Medford Daily Mercury
- Type: Daily newspaper
- Format: Broadsheet
- Owner: Tribune Publications Inc.
- Publisher: Daniel J. Horgan
- Editor: Stephen Freker
- Founded: 1880
- Ceased publication: 2017
- Headquarters: 277 Commercial Street, Malden, Massachusetts 02148 United States
- Circulation: 14,000 in 2003 when combined with Malden Evening News
- Price: US$0.50 daily
- Website: MaldenNews.com

= Medford Daily Mercury =

Defunct newspaper in Medford, Massachusetts, US

The Medford Daily Mercury was an independent five-day (Monday through Friday) daily newspaper covering the city of Medford, Massachusetts.

Publisher Daniel J. Horgan owned the Daily Mercury and its sister paper, the Malden Evening News, since purchasing the Daily News-Mercury in 1996. Although Horgan restored separate titles for Medford and Malden, Massachusetts, on any given day the two newspapers looked almost identical, except for front-page stories.

== History ==
The public face of the Medford Daily Mercury through much of the late 20th century was David Brickman, who became its publisher in 1947, bought the Malden News in 1953 and acquired the Melrose News, a former newspaper in neighboring Melrose, in 1969. Brickman was active in press associations and civic and governmental affairs—he helped campaign for Massachusetts' Open Meeting Law and served on the state Ethics Commission.

Brickman, who was known to Boston-area viewers of the "Starring the Editors" television program as an outspoken regular panelist, called his final years at the helm of the three newspapers "a struggle in an antipathetic atmosphere." He sold his 75 percent interest in the papers for $1 million to Malden businessman and minority shareholder Warren H. Jackson in 1989.

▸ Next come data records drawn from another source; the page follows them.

#[cfg(test)]
mod tests {
    use super::*;
    use std::collections::HashMap;

    fn p(x: i32, y: i32) -> Point {
        Point::new(x, y)
    }

    #[test]
    fn test_standard_board_has_19_land_fields() {
        let board = Board::standard();
        assert_eq!(board.land_fields().count(), 19);
        assert_eq!(board.fields().count(), 37);
    }

    #[test]
    fn test_thief_starts_on_desert() {
        let board = Board::standard();
        let field = board.field(board.thief_position()).unwrap();
        assert_eq!(field.land, Land::Desert);
        assert!(field.occupied_by_thief);
        assert_eq!(field.dice_value, None);
        assert_eq!(board.fields().filter(|f| f.occupied_by_thief).count(), 1);
    }

    #[test]
    fn test_standard_board_has_correct_land_counts() {
        let board = Board::standard();
        let mut counts: HashMap<Land, usize> = HashMap::new();
        for field in board.land_fields() {
            *counts.entry(field.land).or_insert(0) += 1;
        }
        assert_eq!(counts.get(&Land::Forest), Some(&4));
        assert_eq!(counts.get(&Land::Pasture), Some(&4));
        assert_eq!(counts.get(&Land::Fields), Some(&4));
        assert_eq!(counts.get(&Land::Mountain), Some(&3));
        assert_eq!(counts.get(&Land::Hills), Some(&3));
        assert_eq!(counts.get(&Land::Desert), Some(&1));
    }

    #[test]
    fn test_standard_board_has_correct_number_distribution() {
        let board = Board::standard();
        let mut counts: HashMap<u8, usize> = HashMap::new();
        for value in board.fields().filter_map(|f| f.dice_value) {
            *counts.entry(value).or_insert(0) += 1;
        }
        assert_eq!(counts.get(&2), Some(&1), "Should have one 2");
        assert_eq!(counts.get(&7), None, "Should have no 7");
        assert_eq!(counts.get(&12), Some(&1), "Should have one 12");
        for value in [3, 4, 5, 6, 8, 9, 10, 11] {
            assert_eq!(counts.get(&value), Some(&2), "Should have two {value}s");
        }
    }

    #[test]
    fn test_no_adjacent_6_and_8() {
        let board = Board::standard();
        let hot: Vec<&Field> = board
            .fields()
            .filter(|f| matches!(f.dice_value, Some(6) | Some(8)))
            .collect();

        for a in &hot {
            for b in &hot {
                if a.position == b.position {
                    continue;
                }
                let shared = a
                    .position
                    .corners_of_field()
                    .iter()
                    .any(|c| b.position.corners_of_field().contains(c));
                assert!(
                    !shared,
                    "Found adjacent 6/8 at {} and {}",
                    a.position, b.position
                );
            }
        }
    }

    #[test]
    fn test_fields_for_dice_value() {
        let board = Board::standard();
        let positions: Vec<Point> = board.fields_for_dice_value(4).iter().map(|f| f.position).collect();
        assert_eq!(positions, vec![p(6, 8), p(7, 17)]);
        assert!(board.fields_for_dice_value(7).is_empty());
    }

    #[test]
    fn test_lands_of_corner() {
        let board = Board::standard();
        let mut lands = board.lands_of_corner(p(9, 15));
        lands.sort_by_key(|l| format!("{l:?}"));
        assert_eq!(lands, vec![Land::Forest, Land::Hills, Land::Pasture]);

        // coast: one land, two water
        assert_eq!(board.lands_of_corner(p(2, 12)), vec![Land::Forest]);
        // only water around
        assert!(board.lands_of_corner(p(3, 3)).is_empty());
        // not a corner at all
        assert!(board.lands_of_corner(p(0, 0)).is_empty());
        assert!(board.lands_of_corner(p(5, 5)).is_empty());
        assert!(board.lands_of_corner(p(-3, 40)).is_empty());
    }

    #[test]
    fn test_settlement_positions() {
        let board = Board::standard();
        for corner in [p(5, 9), p(6, 12), p(6, 6), p(4, 12)] {
            assert!(board.can_place_settlement(corner, true, Faction::Red), "{corner}");
        }
        for corner in [p(0, 0), p(3, 3), p(14, 12), p(5, 5)] {
            assert!(!board.can_place_settlement(corner, true, Faction::Red), "{corner}");
        }
    }

    #[test]
    fn test_settlement_needs_road_outside_initiation() {
        let mut board = Board::standard();
        assert!(!board.can_place_settlement(p(7, 7), false, Faction::Red));

        let edge = Edge::new(p(6, 6), p(7, 7));
        board.place_road(edge, Structure::road(Faction::Red, edge));

        assert!(board.can_place_settlement(p(7, 7), false, Faction::Red));
        assert!(!board.can_place_settlement(p(7, 7), false, Faction::Blue));
    }

    #[test]
    fn test_distance_rule() {
        let mut board = Board::standard();
        let corner = p(5, 9);
        assert!(board.satisfies_distance_rule(corner));

        board.place_structure(corner, Structure::settlement(Faction::Red, corner));

        for neighbour in board.lattice().neighbour_corners(corner).unwrap() {
            assert!(!board.satisfies_distance_rule(neighbour));
            assert!(!board.can_place_settlement(neighbour, true, Faction::Blue));
        }
        assert!(!board.can_place_settlement(corner, true, Faction::Blue));
    }

    #[test]
    fn test_city_requires_own_settlement() {
        let mut board = Board::standard();
        let corner = p(5, 9);
        assert!(!board.can_place_city(corner, Faction::Red));

        board.place_structure(corner, Structure::settlement(Faction::Red, corner));
        assert!(board.can_place_city(corner, Faction::Red));
        assert!(!board.can_place_city(corner, Faction::Blue));

        board.place_structure(corner, Structure::city(Faction::Red, corner));
        assert!(!board.can_place_city(corner, Faction::Red));
    }

    #[test]
    fn test_road_connectivity() {
        let mut board = Board::standard();
        let settlement = p(5, 9);
        board.place_structure(settlement, Structure::settlement(Faction::Red, settlement));

        // from the settlement
        assert!(board.can_place_road(settlement, p(6, 10), Faction::Red));
        assert!(board.can_place_road(p(6, 10), settlement, Faction::Red));
        assert!(!board.can_place_road(settlement, p(6, 10), Faction::Blue));
        // not connected yet
        assert!(!board.can_place_road(p(6, 10), p(7, 9), Faction::Red));

        let edge = Edge::new(settlement, p(6, 10));
        board.place_road(edge, Structure::road(Faction::Red, edge));

        // occupied now
        assert!(!board.can_place_road(p(6, 10), settlement, Faction::Red));
        // extends the road
        assert!(board.can_place_road(p(6, 10), p(7, 9), Faction::Red));
        assert!(board.can_place_road(p(6, 10), p(6, 12), Faction::Red));
    }

    #[test]
    fn test_malformed_roads_are_rejected() {
        let mut board = Board::standard();
        let corner = p(6, 10);
        board.place_structure(corner, Structure::settlement(Faction::Red, corner));

        assert!(!board.can_place_road(corner, corner, Faction::Red));
        assert!(!board.can_place_road(corner, p(9, 15), Faction::Red));
        assert!(!board.can_place_road(corner, p(9, 9), Faction::Red));
        assert!(!board.can_place_road(corner, p(0, 0), Faction::Red));
        assert!(!board.can_place_road(corner, p(-1, 9), Faction::Red));
    }

    #[test]
    fn test_road_between_water_corners_is_rejected() {
        let mut board = Board::standard();
        let corner = p(3, 3);
        board.place_structure(corner, Structure::settlement(Faction::Red, corner));
        assert!(board.lattice().has_edge(p(3, 1), p(3, 3)));
        assert!(!board.can_place_road(p(3, 1), p(3, 3), Faction::Red));
    }

    #[test]
    fn test_thief_placement() {
        let mut board = Board::standard();
        assert!(!board.can_place_thief_on(p(4, 2)), "water");
        assert!(!board.can_place_thief_on(p(5, 9)), "corner, not a field");
        assert!(board.can_place_thief_on(INITIAL_THIEF_POSITION), "desert");
        assert!(board.can_place_thief_on(p(11, 11)));

        board.move_thief(p(11, 11));

        assert_eq!(board.thief_position(), p(11, 11));
        assert!(board.field(p(11, 11)).unwrap().occupied_by_thief);
        assert!(!board.field(INITIAL_THIEF_POSITION).unwrap().occupied_by_thief);
        assert_eq!(board.fields().filter(|f| f.occupied_by_thief).count(), 1);

        // staying put keeps exactly one occupied field
        assert!(board.can_place_thief_on(p(11, 11)));
        board.move_thief(p(11, 11));
        assert_eq!(board.fields().filter(|f| f.occupied_by_thief).count(), 1);
    }

    #[test]
    fn test_faced_factions_adjacent_to_thief() {
        let mut board = Board::standard();
        board.place_structure(p(5, 9), Structure::settlement(Faction::Red, p(5, 9)));
        board.place_structure(p(6, 6), Structure::city(Faction::Blue, p(6, 6)));
        board.move_thief(p(6, 8));

        let faced = board.faced_factions_adjacent_to_thief(Faction::Red);
        assert_eq!(faced.into_iter().collect::<Vec<_>>(), vec![Faction::Blue]);
        assert!(board.faced_factions_adjacent_to_thief(Faction::Green).len() == 2);
    }

    #[test]
    fn test_board_from_custom_fields() {
        let fields = vec![
            Field::new(p(6, 8), Land::Mountain, Some(4)),
            Field::new(p(4, 8), Land::Desert, None),
        ];
        let board = Board::new(fields, p(4, 8)).unwrap();
        assert_eq!(board.thief_position(), p(4, 8));
        assert_eq!(board.fields_for_dice_value(4).len(), 1);

        let duplicate = vec![
            Field::new(p(6, 8), Land::Mountain, Some(4)),
            Field::new(p(6, 8), Land::Hills, Some(5)),
        ];
        assert_eq!(
            Board::new(duplicate, p(6, 8)),
            Err(LatticeError::DuplicateField(p(6, 8)))
        );
    }

    #[test]
    fn test_board_rejects_thief_off_the_fields() {
        let fields = vec![Field::new(p(6, 8), Land::Mountain, Some(4))];
        assert_eq!(
            Board::new(fields.clone(), p(0, 0)),
            Err(LatticeError::UnknownField(p(0, 0)))
        );
        assert_eq!(
            Board::new(fields, p(4, 8)),
            Err(LatticeError::UnknownField(p(4, 8)))
        );
    }

    #[test]
    fn test_standard_layout_builds_through_new() {
        let land = STANDARD_LAND
            .iter()
            .map(|&((x, y), land, dice)| Field::new(p(x, y), land, dice));
        let water = STANDARD_WATER
            .iter()
            .map(|&(x, y)| Field::new(p(x, y), Land::Water, None));

        let board = Board::new(land.chain(water), INITIAL_THIEF_POSITION).unwrap();
        assert_eq!(board, Board::standard());
    }

    #[test]
    fn test_reciprocity_on_standard_board() {
        let board = Board::standard();
        let lattice = board.lattice();
        let fields: Vec<Point> = lattice.fields().collect();
        assert_eq!(fields.len(), 37);

        for field in &fields {
            for corner in lattice.corners_of_field(*field) {
                assert!(lattice.has_corner(corner), "{corner} of {field}");
                let touching = lattice.fields_of_corner(corner).unwrap();
                assert!(touching.contains(field), "{field} missing from {corner}");
            }
        }

        let corners = lattice.corners();
        assert_eq!(corners.len(), 96);
        for corner in corners {
            let touching = lattice.fields_of_corner(corner).unwrap();
            assert!((1..=3).contains(&touching.len()), "{corner}");
            for field in touching {
                assert!(lattice.has_field(field));
                assert!(lattice.corners_of_field(field).contains(&corner), "{corner} not on {field}");
            }
        }
    }
}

The move kept the paper in local hands, although Brickman had seemed ready to sell to a Rupert Murdoch-owned company, for more money, a year earlier. Reports in 1988 had Murdoch, who at the time owned the Boston Herald and WFXT-TV in nearby Boston, negotiating a price between US$5 million and US$10 million.

At the time of the sale to Jackson, the three papers covered four towns—the Malden News published an edition in Everett, Massachusetts—with a reported combined circulation of 11,300. Jackson announced he would save money by combining the three papers into one edition. This move created the Daily News-Mercury in 1990.

Another of Jackson's cost-cutting measures was the subject of a union picket in 1994. Despite a contract that guaranteed "lifelong employment", he fired the papers' typographers. One union member complained that the Daily News-Mercury had been "in bankruptcy for the last year; they owe us more than US$100,000 in pension money; they haven't given us a raise in eight years".

The underfunded pension later caused the sheriff's office to close the Daily News-Mercury temporarily in June 1995.

In 1996, the Daily News-Mercury was bought for US$650,000 by its current owner, Daniel J. Horgan, a publisher of weekly newspapers in the Boston area. Horgan's estate shut down both the Mercury and the Malden Evening News in January 2017, stating that the papers' advertisers were in poor financial shape themselves, leading to a domino effect that caused the papers' failure.